条件戦からコツコツとクラスを上げてきたお手馬が、やっとOPに出走する時に短期免許組に奪われたらぐぬぬとなりませんか。兄弟子にお手馬を奪われるのとは違うのですよ。不公平な扱いで正当に評価されないのであればモチベーションなんか上がりませんし、焦りはもちろん、妬み嫉み恨み辛みが騎乗に影響して大事故を引き起こす事も考えられます。大袈裟でしょうか。そうかもしれません。でもそうじゃないかもしれません。

せっかく世界に名だたる『競馬村』なんですからサポートやチャンスはそれなりに与えるべきだと思いますし、それでダメなら仕方ないと納得できる程度にはチャンスを与えてやってほしいなぁと思います。



んで、ここからレーンの話ですが(マジかよ!!)、そもそもレーンが所属する豪州って地域によって競馬の統括機関が違うんですね。彼はヴィクトリア州で主に騎乗しているんですが、このヴィクトリア州はメトロポリタンとカントリーの2つのカテゴリーがあり、その合計でリーディングを決めています。ただ、ヴィクトリア州で短期免許の取得要件の対象となるのは、実はメトロポリタン(メルボルン地区)の数字だけなんですね。そのメトロポリタンにおけるレーンの成績は、以下のとおりです。

2016/17シーズン 42勝、リーディング6位
2017/18シーズン 57勝、リーディング2位
2018/19シーズン 36勝、リーディング5位
2019/20シーズン 32勝、リーディング6位(5/20まで)
2020/21シーズン 63勝、リーディング2位
2021/22シーズン 63勝、リーディング2位(4/8現在)

私が拙い英語で調べた限りなんですが、ヴィクトリア州全体はともかく、メトロポリタンではリーディングは獲ってないようです。2020/21シーズンは女性のジェイミー・カーが史上初となるメトロポリタン年間100勝を挙げたと話題になりましたが、その時の2位がレーンであり、かなりの差をつけられています。もちろん、日本に来ていた分が下がっているとも言えますが40勝以上の大差ですからねぇ。
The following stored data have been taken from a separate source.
//! Vasari: batch generation of model responses for multi-turn dialogs.
//!
//! Reads a JSON array of dialogs, renders each through a conversation
//! template, asks a generation backend for the next turn and writes the
//! array back with a `generation` field on every dialog that succeeded.
//!
//! The work is split across crates:
//!
//! - `vasari_error`: error types
//! - `vasari_core`: dialog records, sampling config, logging setup
//! - `vasari_template`: conversation templates and prompt rendering
//! - `vasari_models`: generation backends and tokenizers
//! - `vasari_runner`: the batch loop and file persistence
//!
//! This crate re-exports their public items and hosts the command-line
//! front end.

pub mod cli;

pub use vasari_core::*;
pub use vasari_error::*;
pub use vasari_models::*;
pub use vasari_runner::*;
pub use vasari_template::*;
そのレーンの来日2年目が終了した時の記事がこちらです。

成績部分すっ飛ばして免許が取れるか否かの部分に着目してみましょうか。レーンは2019年にコーフィールドCとコックスプレートを勝っているため、【過去2年において指定外国競走を2勝以上】という要件で2021年までは短期免許が取得できました。今年2022年はどうかというと、豪州で上記2つのGⅠおよびそれ以外に対象となるタンクレッドS、メルボルンCの勝利は無く、かつ豪州以外の指定外国競走を勝利したというニュースも聞きませんので、この要件はおそらく満たせません

ではリーディングではどうかというと、前述のとおり2020/21シーズンでヴィクトリア州のメルボルン地区でリーディング2位となっているため、【過去2年において母国のリーディング3位以内(愛国・豪州)】という要件を満たします。前述の記事では『2020/21年シーズンも、日本に来日した分だけリーディング争いでは遅れを取りますので、ただでさえリーディングどころか3位以内に入った事が一度しかないレーンが条件を満たすのは相当頑張らないといけません。そうなるとこの条件で来日する事は非常に厳しいと言えるでしょう。』と悲観的な観測を書きましたが、その予想を華麗に覆した結果、今年は来日できる事となりました。

ちなみに2021/22シーズンでは4/8時点で2位となっていますが、同数で2位となっており、かつ6位とは7勝差ですので、今年5~6月に来日するとリーディング3位を満たすのは難しいと予想されます。もちろん他の騎手にもよりますが、短期免許終了後のひと月で不在だった2ヵ月分の差を逆転するのは難しいと考えるのが普通でしょうからね。

となると、2020/21シーズンの最後である2021年7月時点の成績のみが対象となるので2023年春までは来日可能となります。しかしリーディングもGⅠ勝利も要件を満たせていないので、2023年秋以降に来日するのは非常に難しいと言えるでしょう。今回の来日でJRA・GⅠを2勝すれば話は別ですが、そうなったらそうなったで別の意味で来ないで欲しいですし。


あとですね、レーンの2年目は良くなったんですよ。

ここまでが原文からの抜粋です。